BEGIN Listed entries

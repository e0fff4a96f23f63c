//! CLI command implementations.

pub mod cart;
pub mod orders;
pub mod products;
pub mod users;

use glowcart_storefront::StoreError;
use thiserror::Error;

/// Errors that can occur while running a command.
#[derive(Debug, Error)]
pub enum CommandError {
    /// The record store or catalog request failed.
    #[error(transparent)]
    Store(#[from] StoreError),

    /// Arguments that parse individually but make no sense together.
    #[error("Invalid arguments: {0}")]
    InvalidArguments(String),
}
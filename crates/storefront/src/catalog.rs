//! Skincare product catalog client.
//!
//! The catalog is a read-only JSON API. The whole product list is fetched in
//! one request and cached using `moka` (5-minute TTL by default); single
//! product lookups and category lists are served from that cached list.

use std::sync::Arc;
use std::time::Duration;

use moka::future::Cache;
use serde::Deserialize;
use tracing::{debug, instrument};
use url::Url;

use glowcart_core::{Product, ProductId, distinct_categories};

use crate::config::CatalogConfig;
use crate::error::{Result, StoreError};
use crate::records::read_json;

/// Cache key for the full product list.
const ALL_PRODUCTS: &str = "products";

/// The catalog answers `{"data": [...]}`; some deployments return the bare
/// array.
#[derive(Deserialize)]
#[serde(untagged)]
enum CatalogPayload {
    Wrapped { data: Vec<Product> },
    Bare(Vec<Product>),
}

impl CatalogPayload {
    fn into_products(self) -> Vec<Product> {
        match self {
            Self::Wrapped { data } | Self::Bare(data) => data,
        }
    }
}

/// Client for the product catalog API.
#[derive(Clone)]
pub struct CatalogClient {
    inner: Arc<CatalogClientInner>,
}

struct CatalogClientInner {
    client: reqwest::Client,
    endpoint: Url,
    cache: Cache<&'static str, Arc<Vec<Product>>>,
}

impl CatalogClient {
    /// Create a new catalog client.
    ///
    /// # Errors
    ///
    /// Returns error if the HTTP client fails to build.
    pub fn new(config: &CatalogConfig, timeout: Duration) -> Result<Self> {
        let cache = Cache::builder()
            .max_capacity(1)
            .time_to_live(config.cache_ttl)
            .build();

        let mut endpoint = config.base_url.clone();
        if let Ok(mut path) = endpoint.path_segments_mut() {
            path.pop_if_empty().extend(["api", "data"]);
        }

        Ok(Self {
            inner: Arc::new(CatalogClientInner {
                client: reqwest::Client::builder().timeout(timeout).build()?,
                endpoint,
                cache,
            }),
        })
    }

    /// URL the product list is fetched from.
    #[must_use]
    pub fn endpoint(&self) -> &Url {
        &self.inner.endpoint
    }

    /// Every product, in catalog order.
    ///
    /// # Errors
    ///
    /// Returns error if the list is not cached and the request fails.
    #[instrument(skip(self))]
    pub async fn products(&self) -> Result<Arc<Vec<Product>>> {
        if let Some(products) = self.inner.cache.get(ALL_PRODUCTS).await {
            debug!(count = products.len(), "Cache hit for products");
            return Ok(products);
        }

        debug!(url = %self.inner.endpoint, "Fetching product catalog");
        let response = self
            .inner
            .client
            .get(self.inner.endpoint.clone())
            .send()
            .await?;
        let payload: CatalogPayload = read_json(response).await?;
        let products = Arc::new(payload.into_products());

        self.inner
            .cache
            .insert(ALL_PRODUCTS, Arc::clone(&products))
            .await;
        debug!(count = products.len(), "Product catalog cached");

        Ok(products)
    }

    /// A single product.
    ///
    /// # Errors
    ///
    /// Returns `StoreError::NotFound` if the catalog has no such product.
    #[instrument(skip(self))]
    pub async fn product(&self, id: ProductId) -> Result<Product> {
        self.products()
            .await?
            .iter()
            .find(|product| product.id == id)
            .cloned()
            .ok_or_else(|| StoreError::NotFound(format!("product {id}")))
    }

    /// Product categories in catalog order.
    ///
    /// # Errors
    ///
    /// Returns error if the product list cannot be loaded.
    pub async fn categories(&self) -> Result<Vec<String>> {
        let products = self.products().await?;
        Ok(distinct_categories(&products)
            .into_iter()
            .map(str::to_string)
            .collect())
    }

    /// Drop the cached list so the next read refetches.
    pub async fn invalidate(&self) {
        self.inner.cache.invalidate(ALL_PRODUCTS).await;
    }
}

#[cfg(test)]
#[allow(clippy::unwrap_used)]
mod tests {
    use super::*;

    fn config(base: &str) -> CatalogConfig {
        CatalogConfig {
            base_url: Url::parse(base).unwrap(),
            cache_ttl: Duration::from_secs(300),
        }
    }

    #[test]
    fn test_endpoint_appends_api_data() {
        let catalog = config("https://skincare-api-psi.vercel.app");
        let client = CatalogClient::new(&catalog, Duration::from_secs(5)).unwrap();
        assert_eq!(
            client.endpoint().as_str(),
            "https://skincare-api-psi.vercel.app/api/data"
        );
    }

    #[test]
    fn test_payload_accepts_both_shapes() {
        let wrapped: CatalogPayload =
            serde_json::from_str(r#"{"data":[{"id":1,"name":"Toner","price":18.5}]}"#).unwrap();
        let bare: CatalogPayload =
            serde_json::from_str(r#"[{"id":1,"name":"Toner","price":18.5}]"#).unwrap();

        assert_eq!(wrapped.into_products(), bare.into_products());
    }
}
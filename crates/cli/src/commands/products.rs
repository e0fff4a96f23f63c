//! Product catalog commands.

use glowcart_core::view::{CatalogQuery, CategoryFilter, PriceRange, SortKey, paginate};
use glowcart_core::{Price, Product, ProductId};
use glowcart_storefront::AppState;

use super::CommandError;

/// Print one page of products matching the filters, in the requested order.
///
/// # Errors
///
/// Returns error if the price bounds are inverted or the catalog cannot be
/// fetched.
pub async fn list(
    state: &AppState,
    category: CategoryFilter,
    min: Option<u32>,
    max: Option<u32>,
    sort: SortKey,
    page: usize,
) -> Result<(), CommandError> {
    if let (Some(min), Some(max)) = (min, max)
        && min > max
    {
        return Err(CommandError::InvalidArguments(format!(
            "--min {min} is above --max {max}"
        )));
    }

    let products = state.catalog().products().await?;
    let query = CatalogQuery {
        category,
        price: PriceRange::new(min.map(Price::from_dollars), max.map(Price::from_dollars)),
        sort,
    };
    let matching = query.apply(&products);
    let page = paginate(&matching, page, state.config().page_size);

    #[allow(clippy::print_stdout)]
    {
        for product in page.items {
            println!("{}", format_row(product));
        }
        println!(
            "Page {} of {} ({} matching products)",
            page.number, page.total_pages, page.total_items
        );
    }
    Ok(())
}

/// Print a single product.
///
/// # Errors
///
/// Returns error if the product does not exist or the catalog cannot be
/// fetched.
pub async fn show(state: &AppState, id: i64) -> Result<(), CommandError> {
    let product = state.catalog().product(ProductId::new(id)).await?;

    let mut badges = Vec::new();
    if product.is_bestseller {
        badges.push("bestseller");
    }
    if product.is_new_formula {
        badges.push("new formula");
    }

    #[allow(clippy::print_stdout)]
    {
        println!("{}", product.name);
        println!("  Price:    {}", product.price);
        println!("  Size:     {}", product.size);
        println!("  Category: {}", product.category);
        if !badges.is_empty() {
            println!("  Tags:     {}", badges.join(", "));
        }
        if !product.description.is_empty() {
            println!();
            println!("{}", product.description);
        }
    }
    Ok(())
}

/// Print every category in catalog order.
///
/// # Errors
///
/// Returns error if the catalog cannot be fetched.
pub async fn categories(state: &AppState) -> Result<(), CommandError> {
    let categories = state.catalog().categories().await?;

    #[allow(clippy::print_stdout)]
    {
        for category in categories {
            println!("{category}");
        }
    }
    Ok(())
}

fn format_row(product: &Product) -> String {
    format!(
        "{:>4}  {:<32} {:<14} {:>9}",
        product.id.as_i64(),
        product.name,
        product.category,
        product.price.to_string(),
    )
}
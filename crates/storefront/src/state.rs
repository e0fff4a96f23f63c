//! Application state shared across commands and tasks.

use std::sync::Arc;

use crate::catalog::CatalogClient;
use crate::config::StorefrontConfig;
use crate::error::Result;
use crate::orders::OrderStore;
use crate::records::RecordsClient;

/// Clients and stores shared by everything that talks to the backend.
///
/// This struct is cheaply cloneable via `Arc`; clones share the order cache
/// and the catalog cache.
#[derive(Clone)]
pub struct AppState {
    inner: Arc<AppStateInner>,
}

struct AppStateInner {
    config: StorefrontConfig,
    records: RecordsClient,
    catalog: CatalogClient,
    orders: OrderStore<RecordsClient>,
}

impl AppState {
    /// Build the HTTP clients and an empty order store.
    ///
    /// # Errors
    ///
    /// Returns an error if an HTTP client cannot be built.
    pub fn new(config: StorefrontConfig) -> Result<Self> {
        let records = RecordsClient::new(config.records_url.clone(), config.http_timeout)?;
        let catalog = CatalogClient::new(&config.catalog, config.http_timeout)?;
        let orders = OrderStore::new(records.clone());

        Ok(Self {
            inner: Arc::new(AppStateInner {
                config,
                records,
                catalog,
                orders,
            }),
        })
    }

    #[must_use]
    pub fn config(&self) -> &StorefrontConfig {
        &self.inner.config
    }

    /// Record store client for user records.
    #[must_use]
    pub fn records(&self) -> &RecordsClient {
        &self.inner.records
    }

    #[must_use]
    pub fn catalog(&self) -> &CatalogClient {
        &self.inner.catalog
    }

    /// Shared order cache for the admin dashboard.
    #[must_use]
    pub fn orders(&self) -> &OrderStore<RecordsClient> {
        &self.inner.orders
    }
}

END Listed entries

* **Work instruction**: Determine how many lines of the listing above contain the string "filename", and answer with that figure alone.

* **Response to this exercise**: 3